When the mayor's car pulled into the narrow earth drive that leads up to the farmhouse, Matozinho immediately thought the worst.
'I already knew what he was going to say,' he recalls. 'I said to him: "It's fatal, isn't it?" He said: "Yes, it's about your son. He's been murdered."
'We lost our heads,' Matozinho says. 'We did not know what to do. They'd brought medical team with them since they knew we would be sick at the news. I asked the mayor if he was sure, but he didn't even need to reply. I could see it in his face.'
For the rest of the week in Gonzaga, in reality little more than a large village with a population of 5,500, appalled residents were busy plastering walls with placards bemoaning 'British brutality' and 'terrorism'. They made themselves busy, decorating Gonzaga's streets as a tribute to Jean with yellow and green crepe paper, using decorations left over from a recent carnival.
At dawn the following Thursday, a procession of cars drove 90 kilometres (56 miles) to Governador Valadares airport. Hundreds of mourners had gathered to see the arrival home of Jean's body, draping themselves over the thin perimeter fence to get a better view of the incoming Brazilian air force plane.
At 10.28am the plane shuddered down onto the runway and motored gently towards the crowds. Five minutes later, when a simply plywood coffin emerged from the back of the green plane, a stunned hush descended on the crowd.
'It was an execution - nothing more, nothing less,' Jean's cousin, Rubens de Menezes, says bluntly. 'I don't know what will happen to Dona Maria. What can you say to a mother who loses her son like this?'
If he was such a potential danger to the public why was de Menezes allowed to enter Stockwell tube station?
Police have already admitted that the officers who followed de Menezes from his home in Tulse Hill were not the same officers who fired the fatal shots. The surveillance team was unarmed and had to call in an armed unit to arrest de Menezes. The delay meant that de Menezes was already inside the tube station when the armed officers arrived. Should they not have been called earlier and attempted to apprehend him outside the station?
Did commanding officers give the order to shoot or was the decision taken 'on the ground'?
Although individual officers are allowed to use their weapons in order to protect their own lives or those of others, permission to deploy arms is usually obtained in advance. When de Menezes went underground the armed officers would have been out of radio contact with their superiors. It has since been reported that the first their commander knew of the shooting was a radio message declaring 'man down'. Why did the police radios not work in the station when British Transport Police are able to communicate underground? Did the lack of communication add to the tension?
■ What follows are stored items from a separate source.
//! OpenAI-compatible provider implementation
//!
//! Works with OpenAI, vLLM, Ollama, the local Copilot bridge, and other
//! OpenAI-compatible APIs.

use super::*;
use reqwest::Client;
use serde::{Deserialize, Serialize};

/// OpenAI-compatible provider
pub struct OpenAIProvider {
    client: Client,
    config: ProviderConfig,
}

impl OpenAIProvider {
    pub fn new(config: ProviderConfig) -> Result<Self> {
        let client = http_client(config.timeout_secs.unwrap_or(300))?;
        Ok(Self { client, config })
    }

    fn base_url(&self) -> &str {
        self.config.base_url.as_deref().unwrap_or("https://api.openai.com/v1")
    }
}

impl LlmProvider for OpenAIProvider {
    fn name(&self) -> &str {
        "openai"
    }

    fn default_model(&self) -> &str {
        self.config.default_model.as_deref().unwrap_or("gpt-4o")
    }

    async fn complete(&self, request: CompletionRequest) -> Result<CompletionResponse> {
        let model = request.model.as_deref().unwrap_or(self.default_model());

        let api_request = OpenAIRequest {
            model: model.to_string(),
            messages: request.messages.iter().map(OpenAIMessage::from).collect(),
            temperature: request.temperature,
            max_tokens: request.max_tokens,
            response_format: request
                .json_mode
                .then(|| serde_json::json!({ "type": "json_object" })),
        };

        let mut req = self.client
            .post(format!("{}/chat/completions", self.base_url()))
            .json(&api_request);

        if let Some(api_key) = &self.config.api_key {
            if !api_key.is_empty() {
                req = req.header("Authorization", format!("Bearer {}", api_key));
            }
        }

        for (key, value) in &self.config.headers {
            req = req.header(key, value);
        }

        let response = req.send().await.map_err(|e| transport_error("openai", e))?;

        let status = response.status().as_u16();
        if !response.status().is_success() {
            let text = response.text().await.unwrap_or_default();
            return Err(status_error("openai", status, text));
        }

        let api_response: OpenAIResponse = response
            .json()
            .await
            .map_err(|e| transport_error("openai", e))?;

        let choice = api_response.choices.first().ok_or_else(|| {
            Error::empty_response()
                .with_operation("provider::complete")
                .with_context("provider", "openai")
        })?;

        let finish_reason = match choice.finish_reason.as_deref() {
            Some("stop") => FinishReason::Stop,
            Some("length") => FinishReason::Length,
            Some("content_filter") => FinishReason::ContentFilter,
            _ => FinishReason::Unknown,
        };

        let usage = api_response.usage.map(|u| Usage {
            prompt_tokens: u.prompt_tokens,
            completion_tokens: u.completion_tokens,
            total_tokens: u.total_tokens,
        }).unwrap_or_default();

        Ok(CompletionResponse {
            id: api_response.id,
            model: api_response.model,
            content: choice.message.content.clone(),
            finish_reason,
            usage,
        })
    }
}

// ============================================================================
// OpenAI API Types
// ============================================================================

#[derive(Debug, Serialize)]
struct OpenAIRequest {
    model: String,
    messages: Vec<OpenAIMessage>,
    #[serde(skip_serializing_if = "Option::is_none")]
    temperature: Option<f32>,
    #[serde(skip_serializing_if = "Option::is_none")]
    max_tokens: Option<usize>,
    #[serde(skip_serializing_if = "Option::is_none")]
    response_format: Option<serde_json::Value>,
}

#[derive(Debug, Serialize, Deserialize)]
struct OpenAIMessage {
    role: String,
    #[serde(default)]
    content: Option<String>,
}

impl From<&ChatMessage> for OpenAIMessage {
    fn from(msg: &ChatMessage) -> Self {
        Self {
            role: msg.role.as_str().into(),
            content: Some(msg.content.clone()),
        }
    }
}

#[derive(Debug, Deserialize)]
struct OpenAIResponse {
    #[serde(default)]
    id: String,
    #[serde(default)]
    model: String,
    choices: Vec<OpenAIChoice>,
    usage: Option<OpenAIUsage>,
}

#[derive(Debug, Deserialize)]
struct OpenAIChoice {
    message: OpenAIMessage,
    finish_reason: Option<String>,
}

#[derive(Debug, Deserialize)]
struct OpenAIUsage {
    prompt_tokens: usize,
    completion_tokens: usize,
    total_tokens: usize,
}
Why is there no CCTV footage?
Cameras at Stockwell tube should have provided footage of the ticket halls, the escalators and the platforms. Most modern tube carriages also have cameras inside. Yet police say none of the cameras at Stockwell was working at the time of the shooting. This is despite London being on high alert and tube bosses being only too well aware of the importance of maintaining CCTV systems.
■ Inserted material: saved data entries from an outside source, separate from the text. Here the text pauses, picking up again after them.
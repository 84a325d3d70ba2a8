//! # LLM Provider Interface
//!
//! A trait-based abstraction for communicating with LLM backends.
//!
//! ## Design
//! - `LlmProvider` trait defines the core interface
//! - Implementations for OpenAI-compatible endpoints (OpenAI, local servers,
//!   the Copilot bridge) and Anthropic
//! - HTTP failures are classified into `rosetta_error` kinds so the retry
//!   layer can tell transient faults from permanent ones
//! - Usage tracking

pub mod anthropic;
pub mod openai;

pub use anthropic::AnthropicProvider;
pub use openai::OpenAIProvider;

use rosetta_error::{Error, ErrorKind, Result};
use serde::{Deserialize, Serialize};
use std::collections::HashMap;
use std::time::Duration;

// ============================================================================
// Core Types
// ============================================================================

/// A chat message in the conversation
#[derive(Debug, Clone, Serialize, Deserialize)]
pub struct ChatMessage {
    pub role: Role,
    pub content: String,
}

impl ChatMessage {
    pub fn system(content: impl Into<String>) -> Self {
        Self {
            role: Role::System,
            content: content.into(),
        }
    }

    pub fn user(content: impl Into<String>) -> Self {
        Self {
            role: Role::User,
            content: content.into(),
        }
    }
}

#[derive(Debug, Clone, Copy, PartialEq, Eq, Serialize, Deserialize)]
#[serde(rename_all = "lowercase")]
pub enum Role {
    System,
    User,
    Assistant,
}

impl Role {
    pub fn as_str(&self) -> &'static str {
        match self {
            Role::System => "system",
            Role::User => "user",
            Role::Assistant => "assistant",
        }
    }
}

/// Request parameters for a completion
#[derive(Debug, Clone, Default)]
pub struct CompletionRequest {
    pub messages: Vec<ChatMessage>,
    pub model: Option<String>,
    pub temperature: Option<f32>,
    pub max_tokens: Option<usize>,
    /// Ask the backend to constrain output to a JSON object where supported
    pub json_mode: bool,
}

impl CompletionRequest {
    pub fn new(messages: Vec<ChatMessage>) -> Self {
        Self {
            messages,
            ..Default::default()
        }
    }

    pub fn with_model(mut self, model: impl Into<String>) -> Self {
        self.model = Some(model.into());
        self
    }

    pub fn with_temperature(mut self, temp: f32) -> Self {
        self.temperature = Some(temp);
        self
    }

    pub fn with_json_mode(mut self, json_mode: bool) -> Self {
        self.json_mode = json_mode;
        self
    }
}

/// Response from a completion request
#[derive(Debug, Clone)]
pub struct CompletionResponse {
    pub id: String,
    pub model: String,
    pub content: Option<String>,
    pub finish_reason: FinishReason,
    pub usage: Usage,
}

#[derive(Debug, Clone, Copy, PartialEq, Eq)]
pub enum FinishReason {
    Stop,
    Length,
    ContentFilter,
    Unknown,
}

impl FinishReason {
    pub fn as_str(&self) -> &'static str {
        match self {
            FinishReason::Stop => "stop",
            FinishReason::Length => "length",
            FinishReason::ContentFilter => "content_filter",
            FinishReason::Unknown => "unknown",
        }
    }
}

/// Token usage information
#[derive(Debug, Clone, Default, PartialEq, Eq)]
pub struct Usage {
    pub prompt_tokens: usize,
    pub completion_tokens: usize,
    pub total_tokens: usize,
}

// ============================================================================
// Provider Trait
// ============================================================================

/// The main LLM provider trait
#[allow(async_fn_in_trait)]
pub trait LlmProvider: Send + Sync {
    /// Get the provider name (e.g., "openai", "anthropic")
    fn name(&self) -> &str;

    /// Get the default model
    fn default_model(&self) -> &str;

    /// Send a completion request and get a full response
    async fn complete(&self, request: CompletionRequest) -> Result<CompletionResponse>;
}

/// Map a non-success HTTP status to an error kind.
pub(crate) fn status_error(provider: &'static str, status: u16, body: String) -> Error {
    let kind = match status {
        401 | 403 => ErrorKind::AuthenticationFailed,
        408 => ErrorKind::Timeout,
        429 => ErrorKind::RateLimited,
        500..=599 => ErrorKind::ProviderUnavailable,
        _ => ErrorKind::InferenceFailed,
    };
    let err = Error::new(kind, body)
        .with_operation("provider::complete")
        .with_context("provider", provider)
        .with_context("status", status.to_string());

    // Other 4xx means the request itself is wrong; resending it won't help.
    if (400..500).contains(&status) && !matches!(status, 408 | 429) {
        err.permanent()
    } else {
        err
    }
}

/// Map a transport error from reqwest.
pub(crate) fn transport_error(provider: &'static str, err: reqwest::Error) -> Error {
    let kind = if err.is_timeout() {
        ErrorKind::Timeout
    } else if err.is_decode() {
        ErrorKind::ParseFailed
    } else {
        ErrorKind::NetworkFailed
    };
    Error::new(kind, err.to_string())
        .with_operation("provider::complete")
        .with_context("provider", provider)
        .set_source(err)
}

pub(crate) fn http_client(timeout_secs: u64) -> Result<reqwest::Client> {
    reqwest::Client::builder()
        .timeout(Duration::from_secs(timeout_secs))
        .build()
        .map_err(|e| {
            Error::new(ErrorKind::ConfigInvalid, "failed to create HTTP client")
                .with_operation("provider::http_client")
                .set_source(e)
        })
}

// ============================================================================
// Provider Configuration
// ============================================================================

/// Configuration for creating providers
#[derive(Debug, Clone)]
pub struct ProviderConfig {
    pub provider_type: ProviderType,
    pub api_key: Option<String>,
    pub base_url: Option<String>,
    pub default_model: Option<String>,
    pub headers: HashMap<String, String>,
    pub timeout_secs: Option<u64>,
}

#[derive(Debug, Clone, Copy, PartialEq, Eq, Serialize, Deserialize)]
#[serde(rename_all = "lowercase")]
pub enum ProviderType {
    OpenAI,
    Anthropic,
    Bridge,
    Local,
}

impl ProviderType {
    pub fn as_str(&self) -> &'static str {
        match self {
            ProviderType::OpenAI => "openai",
            ProviderType::Anthropic => "anthropic",
            ProviderType::Bridge => "bridge",
            ProviderType::Local => "local",
        }
    }

    /// Environment variable conventionally holding this provider's key
    pub fn default_key_env(&self) -> Option<&'static str> {
        match self {
            ProviderType::OpenAI => Some("OPENAI_API_KEY"),
            ProviderType::Anthropic => Some("ANTHROPIC_API_KEY"),
            ProviderType::Bridge | ProviderType::Local => None,
        }
    }
}

impl std::str::FromStr for ProviderType {
    type Err = Error;

    fn from_str(s: &str) -> Result<Self> {
        match s.to_ascii_lowercase().as_str() {
            "openai" => Ok(ProviderType::OpenAI),
            "anthropic" => Ok(ProviderType::Anthropic),
            "bridge" => Ok(ProviderType::Bridge),
            "local" => Ok(ProviderType::Local),
            other => Err(Error::config_invalid(format!("unknown provider '{}'", other))
                .with_context("provider", other)),
        }
    }
}

impl ProviderConfig {
    pub fn openai(api_key: impl Into<String>) -> Self {
        Self {
            provider_type: ProviderType::OpenAI,
            api_key: Some(api_key.into()),
            base_url: Some("https://api.openai.com/v1".into()),
            default_model: Some("gpt-4o".into()),
            headers: HashMap::new(),
            timeout_secs: Some(300),
        }
    }

    pub fn anthropic(api_key: impl Into<String>) -> Self {
        let mut headers = HashMap::new();
        headers.insert("anthropic-version".into(), "2023-06-01".into());

        Self {
            provider_type: ProviderType::Anthropic,
            api_key: Some(api_key.into()),
            base_url: Some("https://api.anthropic.com/v1".into()),
            default_model: Some("claude-sonnet-4-20250514".into()),
            headers,
            timeout_secs: Some(300),
        }
    }

    /// Connect to the local Copilot API Bridge (VS Code extension).
    /// It speaks the OpenAI wire format on port 5168.
    pub fn bridge() -> Self {
        Self {
            provider_type: ProviderType::Bridge,
            api_key: None,
            base_url: Some("http://localhost:5168/v1".into()),
            default_model: Some("claude-sonnet-4".into()),
            headers: HashMap::new(),
            timeout_secs: Some(300),
        }
    }

    pub fn local(base_url: impl Into<String>, model: impl Into<String>) -> Self {
        Self {
            provider_type: ProviderType::Local,
            api_key: None,
            base_url: Some(base_url.into()),
            default_model: Some(model.into()),
            headers: HashMap::new(),
            timeout_secs: Some(300),
        }
    }

    pub fn with_model(mut self, model: impl Into<String>) -> Self {
        self.default_model = Some(model.into());
        self
    }

    pub fn with_base_url(mut self, base_url: impl Into<String>) -> Self {
        self.base_url = Some(base_url.into());
        self
    }

    pub fn with_timeout(mut self, secs: u64) -> Self {
        self.timeout_secs = Some(secs);
        self
    }
}

/// Any concrete provider, chosen at runtime from configuration.
pub enum AnyProvider {
    OpenAI(OpenAIProvider),
    Anthropic(AnthropicProvider),
}

impl AnyProvider {
    pub fn from_config(config: ProviderConfig) -> Result<Self> {
        match config.provider_type {
            ProviderType::Anthropic => Ok(Self::Anthropic(AnthropicProvider::new(config)?)),
            ProviderType::OpenAI | ProviderType::Bridge | ProviderType::Local => {
                Ok(Self::OpenAI(OpenAIProvider::new(config)?))
            }
        }
    }
}

impl LlmProvider for AnyProvider {
    fn name(&self) -> &str {
        match self {
            Self::OpenAI(p) => p.name(),
            Self::Anthropic(p) => p.name(),
        }
    }

    fn default_model(&self) -> &str {
        match self {
            Self::OpenAI(p) => p.default_model(),
            Self::Anthropic(p) => p.default_model(),
        }
    }

    async fn complete(&self, request: CompletionRequest) -> Result<CompletionResponse> {
        match self {
            Self::OpenAI(p) => p.complete(request).await,
            Self::Anthropic(p) => p.complete(request).await,
        }
    }
}

// ============================================================================
// Usage Tracking
// ============================================================================

/// Tracks token usage across multiple calls
#[derive(Debug, Clone, Default)]
pub struct UsageTracker {
    pub total_calls: usize,
    pub total_prompt_tokens: usize,
    pub total_completion_tokens: usize,
    pub by_model: HashMap<String, Usage>,
}

impl UsageTracker {
    pub fn new() -> Self {
        Self::default()
    }

    pub fn track(&mut self, model: &str, usage: &Usage) {
        self.total_calls += 1;
        self.total_prompt_tokens += usage.prompt_tokens;
        self.total_completion_tokens += usage.completion_tokens;

        let entry = self.by_model.entry(model.to_string()).or_default();
        entry.prompt_tokens += usage.prompt_tokens;
        entry.completion_tokens += usage.completion_tokens;
        entry.total_tokens += usage.total_tokens;
    }

    pub fn total_tokens(&self) -> usize {
        self.total_prompt_tokens + self.total_completion_tokens
    }
}

// ============================================================================
// Tests
// ============================================================================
Why was the decision made to shoot?
Initial statements from the police said that de Menezes's 'clothing and actions' led to suspicions that he may have been concealing a bomb. Initial eyewitness reports suggested that he had been wearing a thickly padded jacket, despite the hot weather. One eyewitness even reporting seeing wires protruding from a padded belt. It has since emerged that de Menezes wore a normal denim jacket and that his electrician's belt had been left with a friend the night before.